**Study material:**
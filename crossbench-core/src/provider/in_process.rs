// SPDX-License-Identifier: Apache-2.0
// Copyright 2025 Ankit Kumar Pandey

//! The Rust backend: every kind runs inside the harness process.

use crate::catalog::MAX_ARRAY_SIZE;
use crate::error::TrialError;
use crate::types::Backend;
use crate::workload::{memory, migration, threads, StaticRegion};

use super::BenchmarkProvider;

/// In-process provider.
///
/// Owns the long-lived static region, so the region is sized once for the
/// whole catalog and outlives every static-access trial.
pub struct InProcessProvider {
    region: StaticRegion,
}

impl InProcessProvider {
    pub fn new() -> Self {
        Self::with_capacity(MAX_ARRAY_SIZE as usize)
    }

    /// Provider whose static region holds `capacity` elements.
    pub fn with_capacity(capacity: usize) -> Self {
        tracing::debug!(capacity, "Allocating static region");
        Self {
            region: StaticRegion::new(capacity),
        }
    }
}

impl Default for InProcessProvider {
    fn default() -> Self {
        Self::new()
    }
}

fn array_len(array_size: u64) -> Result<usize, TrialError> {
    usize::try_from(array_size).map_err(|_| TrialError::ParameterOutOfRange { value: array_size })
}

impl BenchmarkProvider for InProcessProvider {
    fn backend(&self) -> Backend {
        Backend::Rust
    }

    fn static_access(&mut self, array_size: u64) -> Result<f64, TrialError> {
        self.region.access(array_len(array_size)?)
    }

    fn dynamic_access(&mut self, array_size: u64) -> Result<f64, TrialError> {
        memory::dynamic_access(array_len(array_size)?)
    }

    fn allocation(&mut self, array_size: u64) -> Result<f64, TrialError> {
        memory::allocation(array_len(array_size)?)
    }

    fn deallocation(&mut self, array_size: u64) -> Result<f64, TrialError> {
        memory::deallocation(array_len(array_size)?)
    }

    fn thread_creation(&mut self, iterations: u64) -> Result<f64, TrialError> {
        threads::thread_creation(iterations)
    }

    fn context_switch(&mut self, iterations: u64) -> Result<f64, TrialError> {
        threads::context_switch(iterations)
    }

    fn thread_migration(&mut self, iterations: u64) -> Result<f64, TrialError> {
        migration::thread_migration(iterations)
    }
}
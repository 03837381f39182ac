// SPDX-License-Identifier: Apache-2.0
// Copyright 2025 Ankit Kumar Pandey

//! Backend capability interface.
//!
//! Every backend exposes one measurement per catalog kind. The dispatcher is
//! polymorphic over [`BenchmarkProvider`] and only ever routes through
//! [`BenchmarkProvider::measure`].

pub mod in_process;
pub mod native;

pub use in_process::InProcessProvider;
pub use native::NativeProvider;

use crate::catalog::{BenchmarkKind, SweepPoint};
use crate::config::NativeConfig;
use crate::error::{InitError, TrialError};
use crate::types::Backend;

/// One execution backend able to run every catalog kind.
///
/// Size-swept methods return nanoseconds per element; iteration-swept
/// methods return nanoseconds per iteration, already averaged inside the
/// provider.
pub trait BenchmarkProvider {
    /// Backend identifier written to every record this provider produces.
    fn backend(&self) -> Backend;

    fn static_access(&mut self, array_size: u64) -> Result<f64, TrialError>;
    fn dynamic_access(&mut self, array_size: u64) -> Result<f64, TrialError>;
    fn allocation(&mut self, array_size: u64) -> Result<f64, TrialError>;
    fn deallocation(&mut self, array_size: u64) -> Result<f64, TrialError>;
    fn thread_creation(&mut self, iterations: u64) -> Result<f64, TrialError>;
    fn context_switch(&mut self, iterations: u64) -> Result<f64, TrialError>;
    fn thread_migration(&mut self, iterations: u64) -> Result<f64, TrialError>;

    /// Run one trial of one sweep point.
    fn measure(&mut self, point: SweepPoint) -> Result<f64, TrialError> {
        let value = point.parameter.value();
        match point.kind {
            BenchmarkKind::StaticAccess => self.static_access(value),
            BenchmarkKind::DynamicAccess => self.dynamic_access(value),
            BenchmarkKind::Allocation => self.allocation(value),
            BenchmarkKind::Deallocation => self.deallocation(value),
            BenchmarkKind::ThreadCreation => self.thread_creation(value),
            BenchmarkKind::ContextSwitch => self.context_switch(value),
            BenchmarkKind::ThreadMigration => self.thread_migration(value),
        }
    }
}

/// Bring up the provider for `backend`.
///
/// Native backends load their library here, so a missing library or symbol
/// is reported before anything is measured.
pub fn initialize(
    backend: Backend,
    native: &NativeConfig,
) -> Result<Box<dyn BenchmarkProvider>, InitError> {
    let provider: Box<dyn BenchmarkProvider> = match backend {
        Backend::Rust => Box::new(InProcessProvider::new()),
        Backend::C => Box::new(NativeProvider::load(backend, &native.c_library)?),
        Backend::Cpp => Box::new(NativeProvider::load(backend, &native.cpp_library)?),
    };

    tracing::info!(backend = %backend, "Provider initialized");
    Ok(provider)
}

**Task to carry out:**
Begin with the line above that has "per element; iteration-swept" and continue through the line that has "Result<Box<dyn BenchmarkProvider>, InitError>", setting each one down exactly. Stop there.

**Result of the exercise:**
/// Size-swept methods return nanoseconds per element; iteration-swept
/// methods return nanoseconds per iteration, already averaged inside the
/// provider.
pub trait BenchmarkProvider {
    /// Backend identifier written to every record this provider produces.
    fn backend(&self) -> Backend;

    fn static_access(&mut self, array_size: u64) -> Result<f64, TrialError>;
    fn dynamic_access(&mut self, array_size: u64) -> Result<f64, TrialError>;
    fn allocation(&mut self, array_size: u64) -> Result<f64, TrialError>;
    fn deallocation(&mut self, array_size: u64) -> Result<f64, TrialError>;
    fn thread_creation(&mut self, iterations: u64) -> Result<f64, TrialError>;
    fn context_switch(&mut self, iterations: u64) -> Result<f64, TrialError>;
    fn thread_migration(&mut self, iterations: u64) -> Result<f64, TrialError>;

    /// Run one trial of one sweep point.
    fn measure(&mut self, point: SweepPoint) -> Result<f64, TrialError> {
        let value = point.parameter.value();
        match point.kind {
            BenchmarkKind::StaticAccess => self.static_access(value),
            BenchmarkKind::DynamicAccess => self.dynamic_access(value),
            BenchmarkKind::Allocation => self.allocation(value),
            BenchmarkKind::Deallocation => self.deallocation(value),
            BenchmarkKind::ThreadCreation => self.thread_creation(value),
            BenchmarkKind::ContextSwitch => self.context_switch(value),
            BenchmarkKind::ThreadMigration => self.thread_migration(value),
        }
    }
}

/// Bring up the provider for `backend`.
///
/// Native backends load their library here, so a missing library or symbol
/// is reported before anything is measured.
pub fn initialize(
    backend: Backend,
    native: &NativeConfig,
) -> Result<Box<dyn BenchmarkProvider>, InitError> {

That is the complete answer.